You’ve networked with so many people, some of whom said they’d keep you in mind and you think they really could be helpful. You want to get back in touch with them because you still are looking for work. How can you do it without sounding desperate for a job?

There are simple ways to use language and structure to continue building the relationship with your contact. Relationships will be rewarding no matter what happens, and ultimately they will yield meaningful work. Historically 65-70% of all jobs are gotten through personal connections.

Based on my knowledge of direct mail and direct response, I dissect and improve a networking followup letter from one of the people I help. She did a great job, and I give the reasons for that. You’ll see her text, my additions in bold, and comments in italics.

Dear Glenn,

[Give a reason for the communication. It certainly makes it more comfortable for you to pave the way for the rest of the note, and the person then has some context instead of getting something out of the blue. Whatever your purpose in sending the note, it is more sophisticated and sensitive to open with a pleasantry instead of jumping right into your purpose. The recipient gets a little space to remember you and mentally prepare themselves to hear what you have to say.]

As we move into summer, I thought I would update you on Company’s outsourcing plans and my job search status.

[Now you can move into your update and request. This author relates a little about her state of mind, which revelation contributes to developing the relationship. She is upbeat and looking forward. And then she reminds the reader of how they originally met and makes her request.]

Here’s what I know:
[Add this to tell reader that you are beginning to talk about one topic. This phrasing also reminds the person that YOU are the person who is giving the reader the inside information. A casual tone helps continue the development of your relationship with this person.] XYZ Company continues to move forward with their outsourcing reorganization, although the project has been delayed several times. They have not replaced Sanjiv Soandso and it is still unclear what they plan to do with the strategic planning function. A peer of Sarah Doe’s has been appointed to set up a “clearing house” for head count/space requests, and she has been working with the Company Consulting group to set up the function. Where and how long term strategy is developed has not been announced. I will let you know when I hear more. [This last sentence tells the reader that the writer will continue to look out for him/her, will seek ways to do them a favor, and will be in touch again in the future.]
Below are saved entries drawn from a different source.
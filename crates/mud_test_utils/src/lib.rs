//! # MUD Test Utilities
//!
//! Shared testing utilities for all crates:
//! - Determinism test harness
//! - Fixture worlds, fighters and duels
//! - Property-based testing strategies

#![forbid(unsafe_code)]
#![warn(missing_docs)]

pub mod determinism;
pub mod fixtures;

/// Re-export proptest for convenience.
pub use proptest;
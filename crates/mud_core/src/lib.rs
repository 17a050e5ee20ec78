//! # MUD Core
//!
//! Deterministic melee combat core for a tick-driven multi-user text game.
//!
//! This crate contains **only** deterministic logic:
//! - No networking or session IO
//! - No system randomness (a seeded [`rng::GameRng`] drives every roll)
//! - Deterministic iteration (ordered maps, insertion-ordered roster)
//!
//! This separation enables:
//! - Headless scenario runs and balance batches
//! - Snapshot/restore of a live fight
//! - Determinism testing
//!
//! ## Crate Structure
//!
//! - [`engine`] - The combat service object and per-pulse tick driver
//! - [`hit`] - Hit resolution (accuracy, dodge, parry, evasion, riposte)
//! - [`damage`] - Damage pipeline from raw damage to vitality loss
//! - [`death`] - Corpses, rewards and respawn placement
//! - [`wait_list`] - Per-character delayed actions
//! - [`roster`] - Characters currently engaged in melee
//! - [`commands`] - Player-facing combat actions
//! - [`world`] - Rooms, objects and characters the fight reads and mutates

#![forbid(unsafe_code)]
#![warn(missing_docs)]
#![warn(clippy::all, clippy::pedantic)]

pub mod affects;
pub mod attack;
pub mod body;
pub mod character;
pub mod commands;
pub mod config;
pub mod damage;
pub mod death;
pub mod engine;
pub mod error;
pub mod hit;
pub mod hooks;
pub mod ids;
pub mod messages;
pub mod objects;
pub mod position;
pub mod rng;
pub mod roster;
pub mod wait_list;
pub mod world;

/// Re-export commonly used types
pub mod prelude {
    pub use crate::affects::{Affect, AffectKind, AffectSet, ApplyLocation};
    pub use crate::attack::{AttackKind, HitKind, SpellEffect};
    pub use crate::body::BodyType;
    pub use crate::character::{
        Abilities, ActorKind, Character, MobFlags, Profs, Race, Skill, Specialization,
        StatusFlags, Tactics,
    };
    pub use crate::commands::{CombatCommand, CommandOutcome, OrderTarget, Target};
    pub use crate::config::CombatConfig;
    pub use crate::damage::{DamageOutcome, DamageRejection};
    pub use crate::engine::{CombatEngine, TickEvents};
    pub use crate::error::{CombatError, Result};
    pub use crate::hit::HitOutcome;
    pub use crate::hooks::{HookKey, HookRegistry, HookVerdict};
    pub use crate::ids::{CharId, ObjId, RoomId};
    pub use crate::objects::{Object, ObjectKind, WearSlot};
    pub use crate::position::Position;
    pub use crate::world::{Direction, Room, Sector, World};
}
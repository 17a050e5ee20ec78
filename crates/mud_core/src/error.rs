//! Error types for the combat core.

use thiserror::Error;

use crate::ids::{CharId, ObjId, RoomId};
use crate::position::Position;

/// Result type alias using [`CombatError`].
pub type Result<T> = std::result::Result<T, CombatError>;

/// Top-level error type for combat core errors.
///
/// Refusals a player should see ("They aren't here.") are not errors; they
/// come back as [`crate::commands::CommandOutcome::Rejected`].
#[derive(Debug, Error)]
pub enum CombatError {
    /// Character reference does not resolve.
    #[error("Character not found: {0}")]
    CharacterNotFound(CharId),

    /// Object reference does not resolve.
    #[error("Object not found: {0}")]
    ObjectNotFound(ObjId),

    /// Room reference does not resolve.
    #[error("Room not found: {0}")]
    RoomNotFound(RoomId),

    /// A posture change that only the vitality rules may perform.
    #[error("Invalid posture change from {from:?} to {to:?}")]
    InvalidPosture {
        /// Current position.
        from: Position,
        /// Requested position.
        to: Position,
    },

    /// Data file parsing error.
    #[error("Failed to parse data file '{path}': {message}")]
    DataParseError {
        /// Path to the file that failed to parse.
        path: String,
        /// Error message.
        message: String,
    },

    /// Invalid engine state.
    #[error("Invalid combat state: {0}")]
    InvalidState(String),
}
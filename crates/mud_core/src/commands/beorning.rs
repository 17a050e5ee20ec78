//! Bear-form skills: bite, rend and maul.

use crate::affects::{Affect, AffectKind, ApplyLocation, ApplyResult};
use crate::attack::AttackKind;
use crate::character::{Race, Skill, Specialization};
use crate::config::CombatConfig;
use crate::engine::CombatEngine;
use crate::ids::CharId;

use super::{CommandOutcome, Target, PEACEFUL};

/// Fast updates a maul lasts for a fighter of the given warrior level.
fn maul_duration(warrior: i32, config: &CombatConfig) -> i32 {
    let fast = config.pulse_fast_update.max(1);
    ((warrior - 10) / 2 * (config.secs_per_mud_hour * 4) / fast).max(0)
}

/// Bear damage is halved unless the bear fights heavy; wild fighters keep
/// three quarters.
fn bear_damage(dam: i32, specialization: Specialization) -> i32 {
    match specialization {
        Specialization::HeavyFighting => dam,
        Specialization::WildFighting => dam * 3 / 4,
        _ => dam / 2,
    }
}

impl CombatEngine {
    /// `Some` holds the refusal when `ch` cannot use the bear skill.
    fn check_bear_skill(&mut self, ch: CharId, skill: Skill) -> Option<CommandOutcome> {
        let c = self.world.character(ch)?;
        if c.race != Race::Beorning {
            return Some(self.reject(ch, "Unrecognized command."));
        }
        if c.is_incorporeal() {
            return Some(self.reject(
                ch,
                "Hmm, perhaps you've spent too much time in the mortal lands.",
            ));
        }
        let known = c.skill(skill);
        if self.in_peace_room(ch) {
            return Some(self.reject(ch, PEACEFUL));
        }
        if known == 0 {
            let text = match skill {
                Skill::Bite => "Learn how to bite first.",
                Skill::Rend => "Learn how to rend first.",
                Skill::Maul => "Learn how to maul first.",
                _ => "Learn the skill first.",
            };
            return Some(self.reject(ch, text));
        }
        None
    }

    fn bear_target(&mut self, ch: CharId, target: &Target, skill: Skill) -> Result<CharId, CommandOutcome> {
        let (who, yourself) = match skill {
            Skill::Rend => ("Rend who?", "But your fur is so nice..."),
            Skill::Maul => ("Maul who?", "You maul yourself!  That's kind of nice..."),
            _ => ("Bite who?", "You bite yourself! Ouch that hurts!"),
        };
        let Some(victim) = self.resolve_or_opponent(ch, target) else {
            return Err(self.reject(ch, who));
        };
        if !self.world.is_same_room(ch, victim) {
            return Err(self.reject(ch, "Your victim is no longer here."));
        }
        if victim == ch {
            return Err(self.reject(ch, yourself));
        }
        if !self.world.can_see(ch, victim) {
            return Err(self.reject(ch, who));
        }
        if skill == Skill::Rend && !self.is_bashed(victim) {
            return Err(self.reject(ch, "You can only rend victims that are bashed."));
        }
        Ok(victim)
    }

    pub(super) fn cmd_bite(&mut self, ch: CharId, target: &Target) -> CommandOutcome {
        self.bear_strike(ch, target, Skill::Bite)
    }

    pub(super) fn cmd_rend(&mut self, ch: CharId, target: &Target) -> CommandOutcome {
        self.bear_strike(ch, target, Skill::Rend)
    }

    fn bear_strike(&mut self, ch: CharId, target: &Target, skill: Skill) -> CommandOutcome {
        if let Some(refusal) = self.check_bear_skill(ch, skill) {
            return refusal;
        }
        let victim = match self.bear_target(ch, target, skill) {
            Ok(victim) => victim,
            Err(refusal) => return refusal,
        };
        self.renounce_sanctuary(ch);

        let prob = self.skill_probability(ch, victim, skill);
        if prob < 0 {
            self.apply_damage(ch, victim, 0, AttackKind::Skill(skill), None);
        } else {
            let Some(c) = self.world.character(ch) else {
                return CommandOutcome::Rejected(String::new());
            };
            let mut dam = (2 + c.profs.warrior) * (100 + prob) / 250 + c.abilities.str;
            if skill == Skill::Rend {
                dam += c.weight / 3500;
            }
            let dam = bear_damage(dam, c.specialization);
            self.apply_damage(ch, victim, dam, AttackKind::Skill(skill), None);
        }
        self.attack_skill_delay(ch)
    }

    pub(super) fn cmd_maul(&mut self, ch: CharId, target: &Target) -> CommandOutcome {
        if let Some(refusal) = self.check_bear_skill(ch, Skill::Maul) {
            return refusal;
        }
        let victim = match self.bear_target(ch, target, Skill::Maul) {
            Ok(victim) => victim,
            Err(refusal) => return refusal,
        };
        let Some(c) = self.world.character(ch) else {
            return CommandOutcome::Rejected(String::new());
        };
        let cost = if c.specialization == Specialization::Defender {
            5
        } else {
            10
        };
        if c.moves < cost {
            return self.reject(ch, "You are too tired for this right now.");
        }
        let duration = maul_duration(c.profs.warrior, &self.config);
        self.renounce_sanctuary(ch);

        let prob = self.skill_probability(ch, victim, Skill::Maul);
        if prob < 0 {
            self.apply_damage(ch, victim, 0, AttackKind::Skill(Skill::Maul), None);
        } else {
            if let Some(v) = self.world.character_mut(victim) {
                v.affects.apply(
                    Affect::new(AffectKind::Maul, duration / 5, -5).with_location(ApplyLocation::Dodge),
                );
            }
            let stacked = self.world.character_mut(ch).map(|c| {
                c.affects.apply(
                    Affect::new(AffectKind::MaulBuff, duration / 10, 0)
                        .with_location(ApplyLocation::Maul),
                )
            });
            if stacked == Some(ApplyResult::Refused) {
                self.tell(ch, "Your maul buff can't stack anymore.");
            }
            let dam = self.rng.range(1, 4);
            self.apply_damage(ch, victim, dam, AttackKind::Skill(Skill::Maul), None);
        }
        if let Some(c) = self.world.character_mut(ch) {
            c.moves -= cost;
        }
        CommandOutcome::Performed
    }
}

#[cfg(test)]
mod tests {
    use super::*;
    use crate::character::Character;
    use crate::commands::CombatCommand;
    use crate::ids::RoomId;
    use crate::wait_list::{DelayEntry, DelayFlags, DelayTarget, DelayedCommand, PRIORITY_ATTACK_SKILL};
    use crate::world::{Room, World};

    fn den() -> (CombatEngine, CharId, CharId) {
        let mut world = World::new();
        world.add_room(Room::new(RoomId(1), "Carrock"));
        let mut bear = Character::player("Grimbeorn", 1, 30);
        bear.room = RoomId(1);
        bear.race = Race::Beorning;
        bear.ob = 100;
        bear.profs.warrior = 30;
        for skill in [Skill::Bite, Skill::Rend, Skill::Maul] {
            bear.skills.insert(skill, 100);
        }
        let mut orc = Character::npc("orc", 100, 10);
        orc.room = RoomId(1);
        orc.hit = 500;
        orc.max_hit = 500;
        let bear = world.add_character(bear);
        let orc = world.add_character(orc);
        (CombatEngine::new(CombatConfig::default(), world, 21), bear, orc)
    }

    #[test]
    fn test_maul_duration() {
        let config = CombatConfig::default();
        assert_eq!(maul_duration(30, &config), 200);
        assert_eq!(maul_duration(5, &config), 0);
    }

    #[test]
    fn test_bear_damage_by_specialization() {
        assert_eq!(bear_damage(40, Specialization::HeavyFighting), 40);
        assert_eq!(bear_damage(40, Specialization::WildFighting), 30);
        assert_eq!(bear_damage(40, Specialization::None), 20);
    }

    #[test]
    fn test_only_beornings() {
        let (mut engine, bear, orc) = den();
        engine.world_mut().character_mut(bear).unwrap().race = Race::Human;
        assert_eq!(
            engine
                .execute(bear, CombatCommand::Bite(Target::Character(orc)))
                .unwrap(),
            CommandOutcome::Rejected("Unrecognized command.".into())
        );
    }

    #[test]
    fn test_bite_wounds_and_delays() {
        let (mut engine, bear, orc) = den();
        engine
            .world_mut()
            .character_mut(bear)
            .unwrap()
            .affects
            .apply(Affect::new(AffectKind::Sanctuary, 10, 50));
        let outcome = engine
            .execute(bear, CombatCommand::Bite(Target::Character(orc)))
            .unwrap();
        assert!(matches!(outcome, CommandOutcome::Scheduled { .. }));
        assert_eq!(engine.waits().priority(bear), PRIORITY_ATTACK_SKILL);
        assert!(engine.world().character(orc).unwrap().hit < 500);
        assert!(!engine
            .world()
            .character(bear)
            .unwrap()
            .affects
            .has(AffectKind::Sanctuary));
    }

    #[test]
    fn test_rend_needs_bashed_victim() {
        let (mut engine, bear, orc) = den();
        assert_eq!(
            engine
                .execute(bear, CombatCommand::Rend(Target::Character(orc)))
                .unwrap(),
            CommandOutcome::Rejected("You can only rend victims that are bashed.".into())
        );

        engine.waits.schedule(
            orc,
            DelayEntry::new(
                20,
                DelayedCommand::Wait,
                80,
                DelayTarget::None,
                DelayFlags::WAITING | DelayFlags::BASHED,
            ),
        );
        let outcome = engine
            .execute(bear, CombatCommand::Rend(Target::Character(orc)))
            .unwrap();
        assert!(matches!(outcome, CommandOutcome::Scheduled { .. }));
    }

    #[test]
    fn test_maul_applies_both_affects() {
        let (mut engine, bear, orc) = den();
        assert_eq!(
            engine
                .execute(bear, CombatCommand::Maul(Target::Character(orc)))
                .unwrap(),
            CommandOutcome::Performed
        );
        let o = engine.world().character(orc).unwrap();
        let maul = o.affects.get(AffectKind::Maul).unwrap();
        assert_eq!((maul.duration, maul.modifier), (40, -5));
        assert_eq!(o.real_dodge(), -5);
        let b = engine.world().character(bear).unwrap();
        assert_eq!(b.affects.get(AffectKind::MaulBuff).unwrap().duration, 20);
        assert_eq!(b.moves, 90);
    }

    #[test]
    fn test_maul_buff_stack_is_capped() {
        let (mut engine, bear, orc) = den();
        engine
            .world_mut()
            .character_mut(bear)
            .unwrap()
            .affects
            .apply(Affect::new(AffectKind::MaulBuff, 200, 0).with_location(ApplyLocation::Maul));
        engine
            .execute(bear, CombatCommand::Maul(Target::Character(orc)))
            .unwrap();
        let b = engine.world().character(bear).unwrap();
        assert_eq!(b.affects.get(AffectKind::MaulBuff).unwrap().duration, 200);
        assert!(engine
            .world()
            .messages()
            .iter()
            .any(|m| m.text == "Your maul buff can't stack anymore."));
    }

    #[test]
    fn test_tired_bear_cannot_maul() {
        let (mut engine, bear, orc) = den();
        engine.world_mut().character_mut(bear).unwrap().moves = 4;
        assert!(engine
            .execute(bear, CombatCommand::Maul(Target::Character(orc)))
            .unwrap()
            .is_rejected());
    }
}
About my job search: [This additional phrase announces that you are starting a new topic. It’s a friendly way to direct the reader and allow them to decide which paragraph to read first.] As we moved into Q2, I was encouraged to see the job market open up slightly. I have recently had several job interviews and continue to work on some possibilities. I am still very interested in a position at Company2 and hope you will keep me in mind if one comes up. [This reiterates that you want their help, in a low key yet pretty direct way.]

I hope that you are well and are enjoying the beautiful weather we are having. [Closing on a personal note reinforces the relationship between you and the person with whom you network. You are interested in them as a person, not simply for what they can do for you. Most people tire of being asked for something without developing a more personal connection with the asker.]

Best regards

Jane Doe

In addition to the specific messages here, two more takeaways from this exercise are:

  1. Any time you network with someone, make an effort to learn about the other person and see if there is anything you can do for them. Being able to do something for the other person – even if it’s very small (the name of a website on a topic you discussed, an article or book related to their work) – creates a sense of mutuality. You are not just “getting,” you are also “giving.”
  2. Guide people through a communication, giving them direction that makes it easier for them to navigate your letter. It unconsciously helps them see you as a clear, effective communicator.